Boy George, who is gay, and Mr Souter, who has funded a campaign opposing repeal of the law banning promotion of homosexuality as a pretended family relationship, challenged each other on the BBC's Question Time programme.

Mr Souter defended his decision to support a private ballot on repeal in Scotland but his stance was attacked by Boy George.

Boy George
Boy George: Condemned Souter poll

The Stagecoach boss won support from fellow panelist, Tory trade and industry spokeswoman Angela Browning, but was further challenged by Liberal Democrat MP Charles Kennedy, who described the poll as "dangerous".

The debate took place just hours after the Scottish Executive announced a major concession in their proposals for reform of what is commonly known as Section 28 but is in fact Section 2a of Scottish local authority legislation.
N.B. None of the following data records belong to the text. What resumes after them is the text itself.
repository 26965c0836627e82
pub mod health;
pub mod ingest;
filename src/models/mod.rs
pub mod destination;
pub mod notification;
pub mod summary;

pub use destination::{ConversationInfo, Destination};
pub use notification::{Attachment, Notification, NotificationField, StatusColor};
pub use summary::{PendingNotification, Summary};
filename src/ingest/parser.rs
use quick_xml::events::Event;
use quick_xml::Reader;
use serde::{Deserialize, Deserializer};

use crate::error::{AppError, AppResult};
use crate::ingest::report::{Case, Failure, Report};

/// Root `<testsuite>` element as it appears on the wire
#[derive(Debug, Deserialize)]
struct SuiteElement {
    #[serde(rename = "@name")]
    name: String,
    #[serde(rename = "@tests")]
    tests: u32,
    #[serde(rename = "@failures")]
    failures: u32,
    #[serde(rename = "@errors", default)]
    errors: u32,
    #[serde(rename = "@timestamp", default)]
    timestamp: Option<String>,
    #[serde(rename = "@time", default, deserialize_with = "optional_number")]
    time: Option<f64>,
    #[serde(rename = "@hostname", default)]
    hostname: Option<String>,
    #[serde(rename = "testcase", default)]
    testcases: Vec<CaseElement>,
}

#[derive(Debug, Deserialize)]
struct CaseElement {
    #[serde(rename = "@name", default)]
    name: String,
    #[serde(rename = "@classname", default)]
    classname: String,
    #[serde(rename = "@time", default, deserialize_with = "optional_number")]
    time: Option<f64>,
    #[serde(rename = "failure", default)]
    failures: Vec<FailureElement>,
    #[serde(rename = "skipped", default)]
    skip_markers: Vec<SkipMarker>,
}

#[derive(Debug, Deserialize)]
struct FailureElement {
    #[serde(rename = "@type", default)]
    kind: String,
    #[serde(rename = "@message", default)]
    message: String,
}

/// `<skipped/>` is presence-only; any attributes or text are ignored
#[derive(Debug, Deserialize)]
struct SkipMarker {}

/// Reads an optional numeric attribute; an empty value counts as absent
fn optional_number<'de, D>(deserializer: D) -> Result<Option<f64>, D::Error>
where
    D: Deserializer<'de>,
{
    let raw: Option<String> = Option::deserialize(deserializer)?;
    match raw.as_deref().map(str::trim) {
        None | Some("") => Ok(None),
        Some(value) => value
            .parse()
            .map(Some)
            .map_err(|_| serde::de::Error::custom(format!("invalid number '{}'", value))),
    }
}

/// Rejects documents with more than one root element or stray text after it.
///
/// The serde deserializer stops at the end of the first root and would
/// silently accept whatever follows.
fn ensure_single_root(text: &str) -> AppResult<()> {
    let mut reader = Reader::from_str(text);
    reader.config_mut().trim_text(true);

    let mut depth = 0usize;
    let mut roots = 0usize;

    loop {
        let event = reader
            .read_event()
            .map_err(|e| AppError::MalformedReport(format!("Invalid report XML: {}", e)))?;

        match event {
            Event::Start(_) => {
                if depth == 0 {
                    roots += 1;
                }
                depth += 1;
            }
            Event::End(_) => depth = depth.saturating_sub(1),
            Event::Empty(_) if depth == 0 => roots += 1,
            Event::Text(_) | Event::CData(_) if depth == 0 => {
                return Err(AppError::MalformedReport(
                    "Text content outside the root element".to_string(),
                ));
            }
            Event::Eof => break,
            _ => {}
        }

        if roots > 1 {
            return Err(AppError::MalformedReport(
                "Report has more than one root element".to_string(),
            ));
        }
    }

    Ok(())
}

/// JUnit XML report parser
pub struct ReportParser<'a> {
    data: &'a [u8],
}

impl<'a> ReportParser<'a> {
    pub fn new(data: &'a [u8]) -> Self {
        Self { data }
    }

    /// Decodes the payload into a [`Report`].
    ///
    /// Only well-formedness and the required suite attributes (`name`,
    /// `tests`, `failures`) are checked. Header totals are not reconciled
    /// against the case list.
    pub fn parse(&self) -> AppResult<Report> {
        let text = std::str::from_utf8(self.data)
            .map_err(|e| AppError::MalformedReport(format!("Report is not valid UTF-8: {}", e)))?;

        if text.trim().is_empty() {
            return Err(AppError::MalformedReport("Empty report".to_string()));
        }

        ensure_single_root(text)?;

        let suite: SuiteElement = quick_xml::de::from_str(text)
            .map_err(|e| AppError::MalformedReport(format!("Invalid report XML: {}", e)))?;

        Ok(suite.into())
    }
}

impl From<SuiteElement> for Report {
    fn from(suite: SuiteElement) -> Self {
        Report {
            name: suite.name,
            total_tests: suite.tests,
            total_failures: suite.failures,
            total_errors: suite.errors,
            timestamp: suite.timestamp.filter(|t| !t.is_empty()),
            hostname: suite.hostname.filter(|h| !h.is_empty()),
            duration_seconds: suite.time.unwrap_or(0.0),
            cases: suite.testcases.into_iter().map(Case::from).collect(),
        }
    }
}

impl From<CaseElement> for Case {
    fn from(case: CaseElement) -> Self {
        Case {
            name: case.name,
            classname: case.classname,
            duration_seconds: case.time.unwrap_or(0.0),
            // Last failure element wins when a producer emits several
            failure: case.failures.into_iter().last().map(|f| Failure {
                kind: f.kind,
                message: f.message,
            }),
            skipped: !case.skip_markers.is_empty(),
        }
    }
}
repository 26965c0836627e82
use tokio::sync::mpsc;

use crate::error::{AppError, AppResult};
use crate::models::PendingNotification;

pub type QueueReceiver = mpsc::UnboundedReceiver<PendingNotification>;

/// Producer handle of the pending-notification queue.
///
/// Cheap to clone; one copy lives in every request handler. Pushing never
/// waits on the consumer, and items are delivered in push order.
#[derive(Debug, Clone)]
pub struct NotificationQueue {
    tx: mpsc::UnboundedSender<PendingNotification>,
}

/// Creates the queue. The receiver belongs to the dispatch worker.
pub fn channel() -> (NotificationQueue, QueueReceiver) {
    let (tx, rx) = mpsc::unbounded_channel();
    (NotificationQueue { tx }, rx)
}

impl NotificationQueue {
    /// Hands a notification to the dispatch worker without blocking.
    ///
    /// Fails only when the worker is gone.
    pub fn enqueue(&self, item: PendingNotification) -> AppResult<()> {
        self.tx.send(item).map_err(|e| {
            AppError::Internal(format!(
                "Dispatch worker is not running, dropped notification {}",
                e.0.id
            ))
        })
    }

    /// True once the dispatch worker has stopped
    pub fn is_closed(&self) -> bool {
        self.tx.is_closed()
    }
}
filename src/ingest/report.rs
use serde::Serialize;

/// A decoded JUnit test suite report
#[derive(Debug, Clone, PartialEq, Serialize)]
pub struct Report {
    pub name: String,
    /// Header total, trusted as authoritative
    pub total_tests: u32,
    pub total_failures: u32,
    pub total_errors: u32,
    /// Producer timestamp, kept verbatim
    pub timestamp: Option<String>,
    pub hostname: Option<String>,
    pub duration_seconds: f64,
    pub cases: Vec<Case>,
}

/// A single test case within a report
#[derive(Debug, Clone, PartialEq, Serialize)]
pub struct Case {
    pub name: String,
    pub classname: String,
    pub duration_seconds: f64,
    pub failure: Option<Failure>,
    /// True iff the case carries a `<skipped/>` marker
    pub skipped: bool,
}

impl Case {
    /// A case with a failure element fails, whatever its skip marker says
    pub fn is_failing(&self) -> bool {
        self.failure.is_some()
    }
}

#[derive(Debug, Clone, PartialEq, Serialize)]
pub struct Failure {
    pub kind: String,
    pub message: String,
}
Ministers promised to go ahead with repeal but allow parents legal redress if local authorities and schools fail to follow guidelines on what is deemed appropriate sex education.

The lack of legal force had been a key bone of contention for many opposed to reform.

People want to have more influence in what concerns their families

Brian Souter

Mr Souter did not reveal if he was prepared to rethink his position on repeal but instead sought to defend his support for the Keep the Clause campaign.

When the panel was asked by a member of the audience if wealthy individuals should be allowed to referenda, Mr Souter replied: "Guilty as charged.

"The Labour Party would not be able to function without the substantial contribution it gets from trade unions and from wealthy individuals.

"The Tory Party functions with the contributions that its members makes to it.

"There's absolutely no difference between that and what I'm doing here except I am not obtaining a knighthood in return for it - that's the difference, there's nothing coming back on the turn."

Brian Souter
Brian Souter: Defended his position

Mr Souter said the Section 28 ballot was independent and was a key democratic issue because neither Labour nor their Liberal Democrat coalition partners in Scotland had included repeal of the clause in their manifestos.

However, Mr Kennedy told Mr Souter: "What I'm not in favour of, and I think it is a very dangerous road to go down, is that the more successful and prosperous you are the more you can seek to influence the public in this country."

When asked for his views by presenter David Dimbleby, Boy George said he felt Mr Souter was motivated by "personal reasons" and added: "By sitting here I am promoting homosexuality, by living an openly gay lifestyle."

Boy George said gay people also have families and told the audience: "I am a godfather. Should I be kept away from my nieces and nephews?

You could have given your money to Great Ormond Street or any other charity

Boy George

"It is fine to use his (Mr Souter's) money if he is making the world a better place."

Mr Souter attacked Mr Kennedy, saying: "He wants everything to be confined to elected politicians.

"It is not good enough to get elected with a manifesto of just four points and then carry out a series of measures."

He said people were concerned at the "presidential" style of politics that Britain appeared to be developing.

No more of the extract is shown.